Record Labels File Lawsuits Against AI Music Apps: The Implications for Copyright Law and Generative AI

Recently, a number of prominent record labels have initiated copyright infringement lawsuits in United States courts against the developers of the generative AI music applications known as Suno and Udio. The record labels assert that these AI companies unlawfully reproduced numerous sound recordings owned by them, leading to outputs that closely resemble the original tracks. In light of these allegations, the labels are pursuing damages amounting to $150,000 per infringed track, a figure that could accumulate to substantial sums given the thousands of tracks in question.

The litigation claims that Udio generated outputs strikingly similar to renowned songs such as ABBA’s “Dancing Queen” and Mariah Carey’s “All I Want for Christmas Is You.” Concurrently, Suno is accused of creating songs reminiscent of classics including James Brown’s “I Got You (I Feel Good)” and Chuck Berry’s “Johnny B. Goode.” This legal action underscores a growing trend of copyright disputes facing the rapidly emerging sector of generative AI technology, which has also seen visual artists and various newspapers take legal action against AI developers for similar concerns.

For readers unfamiliar with generative AI music applications, their functionality is quite straightforward. Users input a text prompt—such as “compose a female jazz song about beating the Monday morning blues”—and may also provide lyrics if they so wish. The application then utilizes its AI algorithms, having been trained on extensive datasets, to produce an MP3 of an original song that includes both vocal and instrumental elements, available for the user to download.

The crux of the allegations lies in the assertion that the data utilized to train these AI systems includes copyrighted sound recordings which were utilized without permission. The outcome of the legal proceedings will largely pivot on whether the actions taken by Suno and Udio in relation to these recordings can be classified as “fair use.”

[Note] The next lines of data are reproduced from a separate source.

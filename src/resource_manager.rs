//! Resource management

use crate::error::FlowmapError;

use tokio::sync::{Semaphore, SemaphorePermit};

/// [crate::resource_manager::ResourceManager] bounds the work done concurrently by extraction
/// requests. Each type of resource is a Tokio Semaphore.
#[derive(Debug)]
pub struct ResourceManager {
    /// Optional semaphore for memory (bytes).
    memory: Option<Semaphore>,

    /// Optional total memory pool in bytes.
    total_memory: Option<usize>,

    /// Optional semaphore for extraction tasks.
    tasks: Option<Semaphore>,
}

impl ResourceManager {
    /// Returns a new ResourceManager object.
    pub fn new(memory_limit: Option<usize>, task_limit: Option<usize>) -> Self {
        Self {
            memory: memory_limit.map(Semaphore::new),
            total_memory: memory_limit,
            tasks: task_limit.map(Semaphore::new),
        }
    }

    /// Acquire memory resource.
    ///
    /// Used to bound the combined size of input files being processed.
    pub async fn memory(&self, bytes: usize) -> Result<Option<SemaphorePermit>, FlowmapError> {
        if let Some(total_memory) = self.total_memory {
            if bytes > total_memory {
                return Err(FlowmapError::InsufficientMemory {
                    requested: bytes,
                    total: total_memory,
                });
            };
        };
        optional_acquire(&self.memory, bytes).await
    }

    /// Acquire a task resource.
    pub async fn task(&self) -> Result<Option<SemaphorePermit>, FlowmapError> {
        optional_acquire(&self.tasks, 1).await
    }
}

/// Acquire permits on an optional Semaphore, if present.
async fn optional_acquire(
    sem: &Option<Semaphore>,
    n: usize,
) -> Result<Option<SemaphorePermit>, FlowmapError> {
    let n = n.try_into()?;
    if let Some(sem) = sem {
        sem.acquire_many(n)
            .await
            .map(Some)
            .map_err(|err| err.into())
    } else {
        Ok(None)
    }
}

#[cfg(test)]
mod tests {
    use super::*;

    use tokio::sync::TryAcquireError;

    #[tokio::test]
    async fn no_resource_management() {
        let rm = ResourceManager::new(None, None);
        assert!(rm.memory.is_none());
        assert!(rm.tasks.is_none());
        let _m = rm.memory(1).await.unwrap();
        let _t = rm.task().await.unwrap();
        assert!(_m.is_none());
        assert!(_t.is_none());
    }

    #[tokio::test]
    async fn full_resource_management() {
        let rm = ResourceManager::new(Some(1), Some(1));
        assert!(rm.memory.is_some());
        assert!(rm.tasks.is_some());
        let _m = rm.memory(1).await.unwrap();
        let _t = rm.task().await.unwrap();
        assert!(_m.is_some());
        assert!(_t.is_some());
        // Check that there are no more resources (without blocking).
        assert_eq!(
            rm.memory.as_ref().unwrap().try_acquire().err(),
            Some(TryAcquireError::NoPermits)
        );
        assert_eq!(
            rm.tasks.as_ref().unwrap().try_acquire().err(),
            Some(TryAcquireError::NoPermits)
        );
    }

    #[tokio::test]
    async fn memory_request_too_large() {
        let rm = ResourceManager::new(Some(10), None);
        match rm.memory(11).await {
            Err(FlowmapError::InsufficientMemory { requested, total }) => {
                assert_eq!(11, requested);
                assert_eq!(10, total);
            }
            _ => panic!("expected insufficient memory"),
        };
    }
}
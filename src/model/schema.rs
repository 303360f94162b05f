//! Static field-definition tables for models.
//!
//! Every model type is described by one [`ModelSchema`]: an ordered list of
//! [`FieldDef`]s, each tagged with a [`FieldKind`]. Related types are referenced
//! through [`SchemaRef`] function pointers so schemas can point at each other,
//! or at themselves, from `static` items.
//!
//! # Example
//!
//! ```rust
//! use bol_retailer::model::{FieldDef, ModelSchema};
//!
//! fn category() -> &'static ModelSchema {
//!     &CATEGORY
//! }
//!
//! static CATEGORY: ModelSchema = ModelSchema::new(
//!     "Category",
//!     &[
//!         FieldDef::scalar("categoryName"),
//!         FieldDef::array("subcategories", category),
//!     ],
//! );
//!
//! assert_eq!(CATEGORY.fields().len(), 2);
//! assert!(CATEGORY.field("subcategories").is_some());
//! ```

use std::fmt;

/// Resolves the schema of a related model type.
pub type SchemaRef = fn() -> &'static ModelSchema;

/// How a declared field is (de)serialized.
#[derive(Clone, Copy)]
pub enum FieldKind {
    /// A raw JSON value, copied as-is.
    Scalar,
    /// A single nested model of the referenced type.
    Single(SchemaRef),
    /// A dense, ordered sequence of nested models of the referenced type.
    ArrayOf(SchemaRef),
}

impl FieldKind {
    /// Returns the schema of the related type, if any.
    #[must_use]
    pub fn related(&self) -> Option<&'static ModelSchema> {
        match self {
            Self::Scalar => None,
            Self::Single(schema) | Self::ArrayOf(schema) => Some(schema()),
        }
    }
}

impl fmt::Debug for FieldKind {
    fn fmt(&self, f: &mut fmt::Formatter<'_>) -> fmt::Result {
        match self {
            Self::Scalar => f.write_str("Scalar"),
            Self::Single(schema) => write!(f, "Single({})", schema().name()),
            Self::ArrayOf(schema) => write!(f, "ArrayOf({})", schema().name()),
        }
    }
}

/// One entry of a field-definition table.
#[derive(Clone, Copy, Debug)]
pub struct FieldDef {
    name: &'static str,
    kind: FieldKind,
}

impl FieldDef {
    /// Declares a scalar field.
    #[must_use]
    pub const fn scalar(name: &'static str) -> Self {
        Self {
            name,
            kind: FieldKind::Scalar,
        }
    }

    /// Declares a field holding one related model.
    #[must_use]
    pub const fn model(name: &'static str, schema: SchemaRef) -> Self {
        Self {
            name,
            kind: FieldKind::Single(schema),
        }
    }

    /// Declares a field holding a sequence of related models.
    #[must_use]
    pub const fn array(name: &'static str, schema: SchemaRef) -> Self {
        Self {
            name,
            kind: FieldKind::ArrayOf(schema),
        }
    }

    /// Returns the field name as it appears in JSON.
    #[must_use]
    pub const fn name(&self) -> &'static str {
        self.name
    }

    /// Returns the field kind.
    #[must_use]
    pub const fn kind(&self) -> FieldKind {
        self.kind
    }
}

/// The field-definition table of one model type.
#[derive(Debug)]
pub struct ModelSchema {
    name: &'static str,
    fields: &'static [FieldDef],
}

impl ModelSchema {
    /// Creates a schema; intended for `static` declarations.
    #[must_use]
    pub const fn new(name: &'static str, fields: &'static [FieldDef]) -> Self {
        Self { name, fields }
    }

    /// Returns the model type name.
    #[must_use]
    pub const fn name(&self) -> &'static str {
        self.name
    }

    /// Returns the declared fields in declaration order.
    #[must_use]
    pub const fn fields(&self) -> &'static [FieldDef] {
        self.fields
    }

    /// Looks up a declared field by name.
    #[must_use]
    pub fn field(&self, name: &str) -> Option<&'static FieldDef> {
        self.fields.iter().find(|def| def.name == name)
    }

    /// Returns `true` if both references point at the same schema.
    #[must_use]
    pub fn same_as(&self, other: &Self) -> bool {
        std::ptr::eq(self, other)
    }
}

#[cfg(test)]
mod tests {
    use super::*;

    fn link() -> &'static ModelSchema {
        &LINK
    }

    fn node() -> &'static ModelSchema {
        &NODE
    }

    static LINK: ModelSchema = ModelSchema::new(
        "Link",
        &[
            FieldDef::scalar("rel"),
            FieldDef::scalar("href"),
            FieldDef::scalar("method"),
        ],
    );

    static NODE: ModelSchema = ModelSchema::new(
        "Node",
        &[
            FieldDef::scalar("id"),
            FieldDef::model("parent", node),
            FieldDef::array("links", link),
        ],
    );

    #[test]
    fn test_field_lookup_by_name() {
        assert_eq!(LINK.field("href").map(FieldDef::name), Some("href"));
        assert!(LINK.field("unknown").is_none());
    }

    #[test]
    fn test_fields_keep_declaration_order() {
        let names: Vec<_> = LINK.fields().iter().map(FieldDef::name).collect();
        assert_eq!(names, vec!["rel", "href", "method"]);
    }

    #[test]
    fn test_self_referential_schema_resolves() {
        let parent = NODE.field("parent").unwrap();
        let related = parent.kind().related().unwrap();
        assert!(related.same_as(&NODE));
        assert_eq!(format!("{:?}", parent.kind()), "Single(Node)");
    }

    #[test]
    fn test_related_type_for_each_kind() {
        assert!(NODE.field("id").unwrap().kind().related().is_none());
        let links = NODE.field("links").unwrap().kind();
        assert!(links.related().unwrap().same_as(&LINK));
        assert!(matches!(links, FieldKind::ArrayOf(_)));
    }

    #[test]
    fn test_distinct_schemas_are_not_the_same() {
        assert!(!LINK.same_as(&NODE));
        assert!(LINK.same_as(link()));
    }
}
//! Access token values.
//!
//! An [`AccessToken`] pairs a bearer credential with the absolute instant
//! (seconds since the Unix epoch) at which it stops being valid. Tokens are
//! immutable; the [`Client`](crate::Client) replaces its token wholesale when
//! it re-authenticates.
//!
//! # Example
//!
//! ```rust
//! use bol_retailer::AccessToken;
//!
//! let token = AccessToken::from_expires_in("abc", 300);
//! assert!(!token.is_expired());
//!
//! let json = token.to_json_string();
//! let restored = AccessToken::from_json_str(Some(&json)).unwrap();
//! assert_eq!(restored, token);
//! ```

use base64::engine::general_purpose::URL_SAFE_NO_PAD;
use base64::Engine;
use chrono::{DateTime, Utc};
use serde::{Deserialize, Serialize};
use serde_json::{Map, Value};

/// A bearer credential with an absolute expiry.
///
/// # Thread Safety
///
/// `AccessToken` is `Send + Sync`.
#[derive(Clone, PartialEq, Eq, Serialize, Deserialize)]
pub struct AccessToken {
    token: String,
    #[serde(rename = "expiresAt")]
    expires_at: i64,
}

// Verify AccessToken is Send + Sync at compile time
const _: fn() = || {
    const fn assert_send_sync<T: Send + Sync>() {}
    assert_send_sync::<AccessToken>();
};

impl AccessToken {
    /// Creates a token that expires at `expires_at` (seconds since the epoch).
    #[must_use]
    pub fn new(token: impl Into<String>, expires_at: i64) -> Self {
        Self {
            token: token.into(),
            expires_at,
        }
    }

    /// Creates a token that expires `expires_in` seconds from now.
    #[must_use]
    pub fn from_expires_in(token: impl Into<String>, expires_in: i64) -> Self {
        Self::new(token, Utc::now().timestamp().saturating_add(expires_in))
    }

    /// Creates a token from an encoded JWT, taking the expiry from its `exp` claim.
    ///
    /// The claim set is decoded without verifying the signature. A token whose
    /// claim set cannot be decoded, or that carries no numeric `exp` claim,
    /// gets an expiry of `0` and therefore always reports itself as expired.
    #[must_use]
    pub fn from_jwt(encoded: impl Into<String>) -> Self {
        let token = encoded.into();
        let expires_at = decode_claims(&token)
            .and_then(|claims| claims.get("exp").and_then(claim_as_seconds))
            .unwrap_or(0);

        Self { token, expires_at }
    }

    /// Returns the claim set of a JWT token, or `None` if it cannot be decoded.
    #[must_use]
    pub fn claims(&self) -> Option<Map<String, Value>> {
        decode_claims(&self.token)
    }

    /// Returns the raw credential.
    #[must_use]
    pub fn token(&self) -> &str {
        &self.token
    }

    /// Returns the expiry in seconds since the epoch.
    #[must_use]
    pub const fn expires_at(&self) -> i64 {
        self.expires_at
    }

    /// Returns the expiry as a UTC timestamp, if representable.
    #[must_use]
    pub fn expires_at_datetime(&self) -> Option<DateTime<Utc>> {
        DateTime::from_timestamp(self.expires_at, 0)
    }

    /// Returns `true` once the current time has reached the expiry.
    #[must_use]
    pub fn is_expired(&self) -> bool {
        Utc::now().timestamp() >= self.expires_at
    }

    /// Serializes the token as `{"token": ..., "expiresAt": ...}` for storage.
    #[must_use]
    pub fn to_json_string(&self) -> String {
        serde_json::json!({
            "token": self.token,
            "expiresAt": self.expires_at,
        })
        .to_string()
    }

    /// Restores a token stored with [`to_json_string`](Self::to_json_string).
    ///
    /// Returns `None` for absent, malformed or incomplete input.
    #[must_use]
    pub fn from_json_str(json: Option<&str>) -> Option<Self> {
        serde_json::from_str(json?).ok()
    }
}

impl std::fmt::Debug for AccessToken {
    fn fmt(&self, f: &mut std::fmt::Formatter<'_>) -> std::fmt::Result {
        f.debug_struct("AccessToken")
            .field("token", &"*****")
            .field("expires_at", &self.expires_at)
            .finish()
    }
}

fn decode_claims(token: &str) -> Option<Map<String, Value>> {
    let payload = token.split('.').nth(1)?;
    let bytes = URL_SAFE_NO_PAD.decode(payload.trim_end_matches('=')).ok()?;

    match serde_json::from_slice(&bytes).ok()? {
        Value::Object(claims) => Some(claims),
        _ => None,
    }
}

#[allow(clippy::cast_possible_truncation)]
fn claim_as_seconds(value: &Value) -> Option<i64> {
    value
        .as_i64()
        .or_else(|| value.as_f64().map(|secs| secs as i64))
}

In the United States, the fair use doctrine serves as a defense against copyright infringement claims. Conversely, Australia operates under a more restrictive “fair dealing” framework, applicable only to certain scenarios such as academic research and study. The determination of fair use will be assessed based on four specific factors: the purpose and character of the use, the nature of the original work, the volume and significance of the material used, and the potential market impact of the use on the original recordings.

The factor of greatest contention is likely to be the purpose and character of the use, which necessitates an evaluation of the generative AI’s transformative capacity—whether the output provides new meaning or value compared to the original compositions. The position of Suno and Udio rests on their argument that their technology is sufficiently transformative, as it synthesizes new and original output rather than merely reproducing existing songs.

The courts will also assess the amount and significance of the copied content, analyzing the role these recordings played in training the AI and in output generation. Notably, the consideration of substantiality may take a qualitative form; thus, the court will contemplate whether the reproduction of key elements of a song constitutes a violation, irrespective of the percentage of the work used.

Moreover, the implications for market value will also be scrutinized. The courts will determine whether the generative AI applications substitute original songs in a manner that significantly affects the market. This aspect is prone to interpretation from both sides of the legal argument.

An additional area of significant concern within the music industry pertains to the cloning of voices. While Suno has explicitly denied the capability for voice cloning within its app, citing restrictions on referencing specific artists, this matter will likely be addressed during the legal proceedings.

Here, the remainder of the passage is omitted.